(ASSIGNMENT): The word "write" occurs in some lines of the listing. Copy those lines.

_ _ _ _ _ _ _

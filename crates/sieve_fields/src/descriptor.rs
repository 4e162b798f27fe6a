//! Field descriptors.
//!
//! A [`Descriptor`] is the fully resolved, immutable form of one declared
//! field: its shape, its owned sub-descriptors, and its composed pipeline.
//! Descriptors are built once, eagerly, and shared read-only.

use std::fmt;
use std::sync::Arc;

use sieve_foundation::{Constraints, Error, ErrorKind, Location, Result, Type, Value};
use tracing::{debug, warn};

use crate::config::Config;
use crate::decl::{ClassValidator, FieldDecl};
use crate::pipeline::{self, Pipeline};
use crate::shape::{self, Shape};

/// Attributes a descriptor is built from. Sub-fields receive a copy with
/// their own name and type.
#[derive(Clone, Debug)]
pub(crate) struct Blueprint {
    pub name: Arc<str>,
    pub ty: Type,
    pub default: Option<Value>,
    pub required: bool,
    pub nullable: bool,
    pub validators: Vec<ClassValidator>,
    pub config: Arc<Config>,
    pub depth: usize,
}

impl Blueprint {
    /// Blueprint for a sub-field one level deeper. Whole-value validators
    /// stay with the parent.
    pub fn child(&self, name: String, ty: Type, required: bool, nullable: bool) -> Self {
        Self {
            name: name.into(),
            ty,
            default: self.default.clone(),
            required,
            nullable,
            validators: self
                .validators
                .iter()
                .filter(|v| !v.whole)
                .cloned()
                .collect(),
            config: Arc::clone(&self.config),
            depth: self.depth + 1,
        }
    }
}

/// A resolved field.
pub struct Descriptor {
    name: Arc<str>,
    alias: Arc<str>,
    has_alias: bool,
    declared: Type,
    ty: Type,
    shape: Shape,
    sub_fields: Vec<Descriptor>,
    key_field: Option<Box<Descriptor>>,
    default: Option<Value>,
    required: bool,
    nullable: bool,
    validate_always: bool,
    parse_json: bool,
    description: Option<String>,
    class_validators: Vec<ClassValidator>,
    pipeline: Pipeline,
    config: Arc<Config>,
}

/// Builds a descriptor from its declared attributes.
///
/// The type is inferred from the default when absent. Constraints refine a
/// plain `Str`, `Int` or `Float` type.
///
/// # Errors
///
/// Returns a configuration error if the type cannot be inferred or
/// resolved, a validator signature is invalid, a pattern does not compile,
/// a tuple has no positions, or nesting exceeds `config.max_depth`.
pub fn build_descriptor(
    name: &str,
    ty: Option<Type>,
    default: Option<Value>,
    required: bool,
    validators: &[ClassValidator],
    config: Arc<Config>,
    constraints: &Constraints,
) -> Result<Descriptor> {
    let decl = FieldDecl {
        name: name.into(),
        ty,
        default,
        required,
        validators: validators.to_vec(),
        constraints: constraints.clone(),
        alias: None,
        description: None,
    };
    Descriptor::declare(decl, config)
}

impl Descriptor {
    pub(crate) fn declare(decl: FieldDecl, config: Arc<Config>) -> Result<Self> {
        let ty = match (decl.ty, &decl.default) {
            (Some(ty), _) => ty,
            (None, Some(default)) if !default.is_nil() => default.value_type(),
            (None, _) => {
                return Err(Error::new(ErrorKind::UninferableType(decl.name.to_string())));
            }
        };
        if decl.constraints.ignored_by(&ty) {
            warn!(
                field = %decl.name,
                ty = %ty,
                "constraints do not apply to the declared type and are ignored"
            );
        }
        let field_override = config.field_override(&decl.name);
        let alias = decl.alias.or_else(|| {
            field_override
                .and_then(|o| o.alias.as_deref())
                .map(Arc::from)
        });
        let description = decl
            .description
            .or_else(|| field_override.and_then(|o| o.description.clone()));

        let mut descriptor = Self::from_blueprint(Blueprint {
            name: decl.name,
            ty: ty.refine(&decl.constraints),
            default: decl.default,
            required: decl.required,
            nullable: false,
            validators: decl.validators,
            config,
            depth: 0,
        })?;
        if let Some(alias) = alias {
            descriptor.alias = alias;
            descriptor.has_alias = true;
        }
        descriptor.description = description;
        Ok(descriptor)
    }

    pub(crate) fn from_blueprint(bp: Blueprint) -> Result<Self> {
        let name = Arc::clone(&bp.name);
        Self::assemble(bp).map_err(|e| e.in_field(name.to_string()))
    }

    fn assemble(mut bp: Blueprint) -> Result<Self> {
        if bp.depth > bp.config.max_depth {
            return Err(Error::new(ErrorKind::DepthExceeded {
                limit: bp.config.max_depth,
            }));
        }

        let validate_always = bp.validators.iter().any(|v| v.always)
            || matches!(&bp.ty, Type::Custom(custom) if custom.validate_always());
        if !bp.required && !validate_always && bp.default.as_ref().is_none_or(Value::is_nil) {
            bp.nullable = true;
        }

        let resolved = shape::resolve(&bp)?;
        let pipeline = pipeline::build(
            &resolved.ty,
            !resolved.sub_fields.is_empty(),
            resolved.nullable,
            &bp.validators,
            &bp.config,
        )?;

        debug!(
            field = %bp.name,
            ty = %bp.ty,
            shape = %resolved.shape,
            nullable = resolved.nullable,
            sub_fields = resolved.sub_fields.len(),
            "descriptor built"
        );

        Ok(Self {
            alias: Arc::clone(&bp.name),
            name: bp.name,
            has_alias: false,
            declared: bp.ty,
            ty: resolved.ty,
            shape: resolved.shape,
            sub_fields: resolved.sub_fields,
            key_field: resolved.key_field,
            default: bp.default,
            required: resolved.required,
            nullable: resolved.nullable,
            validate_always,
            parse_json: resolved.parse_json,
            description: None,
            class_validators: bp.validators,
            pipeline,
            config: bp.config,
        })
    }

    /// Applies configuration that became available after the descriptor
    /// was built.
    ///
    /// The configuration's alias and description overrides for this field
    /// are used unless the field declared its own alias. Must be called
    /// before any validation.
    pub fn finalize_config(&mut self, config: Arc<Config>) {
        if let Some(field_override) = config.field_override(&self.name) {
            if !self.has_alias {
                if let Some(alias) = &field_override.alias {
                    self.alias = Arc::from(alias.as_str());
                    self.has_alias = true;
                }
            }
            if self.description.is_none() {
                self.description.clone_from(&field_override.description);
            }
        }
        self.set_config(&config);
    }

    fn set_config(&mut self, config: &Arc<Config>) {
        self.config = Arc::clone(config);
        for sub_field in &mut self.sub_fields {
            sub_field.set_config(config);
        }
        if let Some(key_field) = &mut self.key_field {
            key_field.set_config(config);
        }
    }

    /// Returns the declared name.
    #[must_use]
    pub fn name(&self) -> &str {
        &self.name
    }

    /// Returns the external name.
    #[must_use]
    pub fn alias(&self) -> &str {
        &self.alias
    }

    /// Returns true if the external name was set explicitly or by config.
    #[must_use]
    pub const fn has_alias(&self) -> bool {
        self.has_alias
    }

    /// Returns true if the external name differs from the declared name.
    #[must_use]
    pub fn alt_alias(&self) -> bool {
        self.name != self.alias
    }

    /// Returns the location of this field in a record.
    #[must_use]
    pub fn location(&self) -> Location {
        Location::root().child(Arc::clone(&self.alias))
    }

    /// Returns the type as declared, after refinement.
    #[must_use]
    pub const fn declared_type(&self) -> &Type {
        &self.declared
    }

    /// Returns the base element type.
    #[must_use]
    pub const fn ty(&self) -> &Type {
        &self.ty
    }

    /// Returns the shape.
    #[must_use]
    pub const fn shape(&self) -> Shape {
        self.shape
    }

    /// Returns true for a singleton with several alternatives.
    #[must_use]
    pub fn is_alternatives(&self) -> bool {
        self.shape == Shape::Singleton && self.sub_fields.len() >= 2
    }

    /// Returns the owned sub-descriptors.
    #[must_use]
    pub fn sub_fields(&self) -> &[Descriptor] {
        &self.sub_fields
    }

    /// Returns the key descriptor of a mapping.
    #[must_use]
    pub fn key_field(&self) -> Option<&Descriptor> {
        self.key_field.as_deref()
    }

    /// Returns the default value.
    #[must_use]
    pub const fn default(&self) -> Option<&Value> {
        self.default.as_ref()
    }

    /// Returns true if a value must be supplied.
    #[must_use]
    pub const fn required(&self) -> bool {
        self.required
    }

    /// Returns true if null is accepted without validation.
    #[must_use]
    pub const fn nullable(&self) -> bool {
        self.nullable
    }

    /// Returns true if the field must be validated even when absent.
    #[must_use]
    pub const fn validate_always(&self) -> bool {
        self.validate_always
    }

    /// Returns true if string input is decoded as JSON first.
    #[must_use]
    pub const fn parse_json(&self) -> bool {
        self.parse_json
    }

    /// Returns the description.
    #[must_use]
    pub fn description(&self) -> Option<&str> {
        self.description.as_deref()
    }

    /// Returns the validators registered for this field.
    #[must_use]
    pub fn class_validators(&self) -> &[ClassValidator] {
        &self.class_validators
    }

    /// Returns the composed pipeline.
    #[must_use]
    pub const fn pipeline(&self) -> &Pipeline {
        &self.pipeline
    }

    /// Returns the configuration.
    #[must_use]
    pub fn config(&self) -> &Config {
        &self.config
    }
}

impl fmt::Debug for Descriptor {
    fn fmt(&self, f: &mut fmt::Formatter<'_>) -> fmt::Result {
        f.debug_struct("Descriptor")
            .field("name", &self.name)
            .field("alias", &self.alias)
            .field("ty", &self.ty)
            .field("shape", &self.shape)
            .field("required", &self.required)
            .field("nullable", &self.nullable)
            .field("sub_fields", &self.sub_fields)
            .field("key_field", &self.key_field)
            .finish_non_exhaustive()
    }
}

impl fmt::Display for Descriptor {
    fn fmt(&self, f: &mut fmt::Formatter<'_>) -> fmt::Result {
        write!(f, "{} type={}", self.name, self.declared)?;
        if self.required {
            write!(f, " required")?;
        } else {
            match &self.default {
                Some(default) => write!(f, " default={default:?}")?,
                None => write!(f, " default=None")?,
            }
        }
        if self.alt_alias() {
            write!(f, " alias={}", self.alias)?;
        }
        Ok(())
    }
}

_ _ _ _ _ _ _

(RESULT FOR THIS TASK):
        write!(f, "{} type={}", self.name, self.declared)?;
            write!(f, " required")?;
                Some(default) => write!(f, " default={default:?}")?,
                None => write!(f, " default=None")?,
            write!(f, " alias={}", self.alias)?;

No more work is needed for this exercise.